A robot hand + something heavy, delicate, or strangely-shaped could be a recipe for disaster…or probably just not work at all. The human hand’s grip — and our opposable thumbs — is quite something, isn’t it?
But a new robotic design out of Harvard’s John A. Paulson School of Engineering and Applied Sciences (SEAS) has solved this problem in a very tentacle-like fashion. Or, in this case, a whole mess of small pneumatic tubes that look like a combination of a horror movie’s menacing sea creature mixed with an arcade claw game when in action.
As the team at Harvard explain, typical robotic hands/grippers use embedded sensors, feedback loops, or advanced machine learning algorithms — plus operator skill — to grasp and hold objects. This easier way is actually inspired by nature, or more specifically, jellyfish. Alone their tentacles are quite weak. Together, they can effectively take hold of objects in a variety of shapes and sizes.
Each filament is approximately a foot long, made from hollow rubber, with one side thicker than the other.

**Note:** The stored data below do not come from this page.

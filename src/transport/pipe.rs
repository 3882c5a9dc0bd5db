//! In-memory pipe transport
//!
//! A connected pair of in-process endpoints over crossbeam channels.
//! Used by the test suite (and useful for embedding a fake server): same
//! frame semantics as the TCP transport, no sockets.

use crossbeam::channel::{unbounded, Receiver, Sender};

use crate::error::{OciError, Result};
use super::{FrameRead, FrameWrite, Transport};

/// One endpoint of an in-memory duplex pipe
pub struct PipeTransport {
    tx: Sender<Vec<u8>>,
    rx: Receiver<Vec<u8>>,

    /// Signalled by our own writer's shutdown so the local reader
    /// unblocks even while the peer stays open
    shutdown_tx: Sender<()>,
    shutdown_rx: Receiver<()>,
}

impl PipeTransport {
    /// Create a connected pair of endpoints
    pub fn pair() -> (PipeTransport, PipeTransport) {
        let (a_tx, b_rx) = unbounded();
        let (b_tx, a_rx) = unbounded();
        let (a_shut_tx, a_shut_rx) = unbounded();
        let (b_shut_tx, b_shut_rx) = unbounded();

        (
            PipeTransport {
                tx: a_tx,
                rx: a_rx,
                shutdown_tx: a_shut_tx,
                shutdown_rx: a_shut_rx,
            },
            PipeTransport {
                tx: b_tx,
                rx: b_rx,
                shutdown_tx: b_shut_tx,
                shutdown_rx: b_shut_rx,
            },
        )
    }
}

impl Transport for PipeTransport {
    fn split(self: Box<Self>) -> Result<(Box<dyn FrameRead>, Box<dyn FrameWrite>)> {
        Ok((
            Box::new(PipeTransportReader {
                rx: self.rx,
                shutdown_rx: self.shutdown_rx,
            }),
            Box::new(PipeTransportWriter {
                tx: Some(self.tx),
                shutdown_tx: self.shutdown_tx,
            }),
        ))
    }
}

/// Reader half of a pipe endpoint
pub struct PipeTransportReader {
    rx: Receiver<Vec<u8>>,
    shutdown_rx: Receiver<()>,
}

impl FrameRead for PipeTransportReader {
    fn read_frame(&mut self) -> Result<Vec<u8>> {
        crossbeam::select! {
            recv(self.rx) -> frame => frame.map_err(|_| closed()),
            recv(self.shutdown_rx) -> _ => Err(closed()),
        }
    }
}

/// Writer half of a pipe endpoint
pub struct PipeTransportWriter {
    tx: Option<Sender<Vec<u8>>>,
    shutdown_tx: Sender<()>,
}

impl FrameWrite for PipeTransportWriter {
    fn write_frame(&mut self, frame: &[u8]) -> Result<()> {
        let tx = self
            .tx
            .as_ref()
            .ok_or_else(|| OciError::Transport("pipe writer is shut down".to_string()))?;
        tx.send(frame.to_vec())
            .map_err(|_| OciError::Transport("pipe peer disconnected".to_string()))
    }

    fn shutdown(&mut self) -> Result<()> {
        // Dropping the sender ends the peer's reads; the control channel
        // ends our own
        self.tx = None;
        let _ = self.shutdown_tx.send(());
        Ok(())
    }
}

fn closed() -> OciError {
    OciError::Io(std::io::Error::new(
        std::io::ErrorKind::UnexpectedEof,
        "pipe closed",
    ))
}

When pressurized, the tub then “curls like a pigtail,” or as Andrew Liszewsky of Gizmodo describes it, “like curly hair come to life.” In the real world, this could mean a better grip on things like soft fruits and vegetables, delicate tissue in a medical setting, or irregular shaped, delicate objects like glassware in a fulfillment warehouse.

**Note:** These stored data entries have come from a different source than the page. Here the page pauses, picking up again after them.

//! Pending requests
//!
//! The in-flight table and the handle callers wait on.
//!
//! A `send` registers its entry before the frame is written, so a
//! response can never beat its waiter into the table. Entries leave the
//! table exactly once: response arrival, deadline eviction, cancellation,
//! or session teardown.

use std::collections::HashMap;
use std::sync::Arc;
use std::time::{Duration, Instant};

use crossbeam::channel::{bounded, Receiver, RecvTimeoutError, Sender, TryRecvError};
use parking_lot::Mutex;

use crate::codec::Response;
use crate::error::{OciError, Result};
use crate::schema::SchemaDef;

/// One in-flight request
pub(crate) struct PendingRequest {
    /// Schema the response will be deserialized against
    pub schema: Arc<SchemaDef>,

    /// Fulfillment channel to the waiting caller
    pub tx: Sender<Result<Response>>,

    /// Past this instant the entry is evicted with a timeout failure
    pub deadline: Instant,
}

/// The shared in-flight table
///
/// Mutated by the send path (insert), the receive path (remove), the
/// sweep (remove) and cancellation (remove); all under one lock.
pub(crate) struct PendingTable {
    inner: Mutex<HashMap<u64, PendingRequest>>,
}

impl PendingTable {
    pub fn new() -> Self {
        Self {
            inner: Mutex::new(HashMap::new()),
        }
    }

    /// Insert an entry and hand back the caller's handle
    pub fn register(
        self: &Arc<Self>,
        correlation_id: u64,
        schema: Arc<SchemaDef>,
        deadline: Instant,
    ) -> ResponseHandle {
        let (tx, rx) = bounded(1);
        self.inner.lock().insert(
            correlation_id,
            PendingRequest {
                schema,
                tx,
                deadline,
            },
        );
        ResponseHandle {
            correlation_id,
            rx,
            table: Arc::clone(self),
        }
    }

    /// Remove an entry, if it is still in flight
    pub fn remove(&self, correlation_id: u64) -> Option<PendingRequest> {
        self.inner.lock().remove(&correlation_id)
    }

    /// Evict every entry past its deadline, fulfilling each waiter with a
    /// timeout failure; returns how many were evicted
    ///
    /// Eviction is mandatory — the table must never grow unboundedly.
    pub fn sweep_expired(&self, now: Instant) -> usize {
        let expired: Vec<PendingRequest> = {
            let mut inner = self.inner.lock();
            let ids: Vec<u64> = inner
                .iter()
                .filter(|(_, request)| request.deadline <= now)
                .map(|(id, _)| *id)
                .collect();
            ids.iter().filter_map(|id| inner.remove(id)).collect()
        };

        let count = expired.len();
        for request in expired {
            let _ = request.tx.send(Ok(Response::timeout()));
        }
        count
    }

    /// Drain the table, failing every waiter with a transport loss;
    /// returns how many were failed
    pub fn fail_all(&self, message: &str) -> usize {
        let drained: Vec<PendingRequest> = {
            let mut inner = self.inner.lock();
            inner.drain().map(|(_, request)| request).collect()
        };

        let count = drained.len();
        for request in drained {
            let _ = request.tx.send(Ok(Response::transport_lost(message)));
        }
        count
    }

    /// Number of requests in flight
    pub fn len(&self) -> usize {
        self.inner.lock().len()
    }

    /// Whether the table is empty
    pub fn is_empty(&self) -> bool {
        self.inner.lock().is_empty()
    }
}

/// A caller's handle to one in-flight request
///
/// `send` returns immediately after the frame is written; the suspension
/// happens here, on the caller's side, which is what allows many commands
/// in flight concurrently on one connection.
pub struct ResponseHandle {
    correlation_id: u64,
    rx: Receiver<Result<Response>>,
    table: Arc<PendingTable>,
}

impl ResponseHandle {
    /// The correlation id assigned to this request
    pub fn correlation_id(&self) -> u64 {
        self.correlation_id
    }

    /// Block until the response, timeout eviction, or session teardown
    pub fn wait(&self) -> Result<Response> {
        match self.rx.recv() {
            Ok(result) => result,
            Err(_) => Err(terminated()),
        }
    }

    /// Block up to `timeout`; `None` means still in flight
    pub fn wait_timeout(&self, timeout: Duration) -> Option<Result<Response>> {
        match self.rx.recv_timeout(timeout) {
            Ok(result) => Some(result),
            Err(RecvTimeoutError::Timeout) => None,
            Err(RecvTimeoutError::Disconnected) => Some(Err(terminated())),
        }
    }

    /// Poll without blocking; `None` means still in flight
    pub fn try_wait(&self) -> Option<Result<Response>> {
        match self.rx.try_recv() {
            Ok(result) => Some(result),
            Err(TryRecvError::Empty) => None,
            Err(TryRecvError::Disconnected) => Some(Err(terminated())),
        }
    }

    /// Withdraw the request from the pending table
    ///
    /// Idempotent: cancelling twice, or after fulfillment, is a no-op.
    /// The frame may already be on the wire; a late response is then
    /// discarded as orphaned by the receive loop.
    pub fn cancel(&self) {
        if self.table.remove(self.correlation_id).is_some() {
            tracing::debug!("Cancelled request {}", self.correlation_id);
        }
    }
}

fn terminated() -> OciError {
    OciError::Transport("session terminated before the response was delivered".to_string())
}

A pledge to push back on robot weaponization
Noted robotics company Boston Dynamics is leading a group of fellow robot-makers to pledge against adding weapons to their creations, and pushing back against those who try to do so.

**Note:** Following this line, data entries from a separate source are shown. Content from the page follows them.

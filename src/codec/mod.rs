//! Codec Module
//!
//! Maps entities to ordered wire documents and back, driven entirely by
//! the schema catalog.
//!
//! ## Wire Shape
//!
//! ```text
//! <UserAddRequest>              root = command wire name
//!   <userId>u1</userId>         siblings in strict order_index order
//!   <services>voicemail</services>
//!   <services>callerid</services>
//!   <address>                   nested schema, recursed
//!     <street>...</street>
//!   </address>
//! </UserAddRequest>
//! ```
//!
//! Error responses arrive in a fixed, schema-independent envelope:
//!
//! ```text
//! <ErrorResponse>
//!   <errorCode>SCHEMA_VIOLATION</errorCode>
//!   <summary>...</summary>
//! </ErrorResponse>
//! ```

mod deserialize;
mod document;
mod response;
mod serialize;
mod xml;

pub use deserialize::{deserialize, ERROR_ENVELOPE_TAG};
pub use document::{WireDocument, WireElement, WireValue};
pub use response::{ErrorCode, Response};
pub use serialize::serialize;
pub use xml::{from_xml, to_xml};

As reported in an exclusive by Axios, an open letter signed by Agility Robotics, ANYbotics, Boston Dynamics, Clearpath Robotics, Open Robotics, and Unitree Robotics highlights the “erosion of consumer trust” in robots as a significant reason for distrust in the idea of weaponization:
“We believe that adding weapons to robots that are remotely or autonomously operated, widely available to the public, and capable of navigating to previously inaccessible locations where people live and work, raises new risks of harm and serious ethical issues.”
In a statement to Axios, Boston Dynamics CEO Robert Playter emphasizing trust:
“We are concerned about recent increases in makeshift efforts by individuals attempting to weaponize commercially available robots… For this technology to be broadly accepted throughout society, the public needs to know they can trust it. And that means we need policy that prohibits bad actors from misusing it.”
Read the full open letter here.
New robotics facility for Amazon Canada
It’s the first facility of its kind, and one of only five globally, but Amazon Canada’s YOW3 in Barrhaven, Ontario will create more than 2,500 jobs, and allow employees to work alongside cutting-edge technology.
The facility will store up to 20 million items at a time, with Amazon’s ROBIN, RWC4, and Kermit robots operating within. Both ROBIN and RWC4 are robotic arms. The former can segment, grasp, manipulate, identify, and place packages onto a sort bot, while the latter sorts totes and builds pallets.
“By using robots, we can help employees with tasks that involve heavy lifting or repetitive movements,” said Harsh Khaitan of Amazon Canada. “We pilot and implement technology with the goal of increasing safety, improving our employee experience, and delivering for our customers.”
In addition to these robotics, the facility includes Canadian-made semi-automated packing station and stow stations.
A fast-paced robotic system with serious skills
Sure, AI might have the capacity to beat humans at board games, but what about a robot that can hold its own in a ping-pong match?
i-Sim2Real is a robotic system project out of Google. The goal of the project, as reported by TechCrunch, is to build a system that “can work with and around fast-paced and relatively unpredictable human behavior.”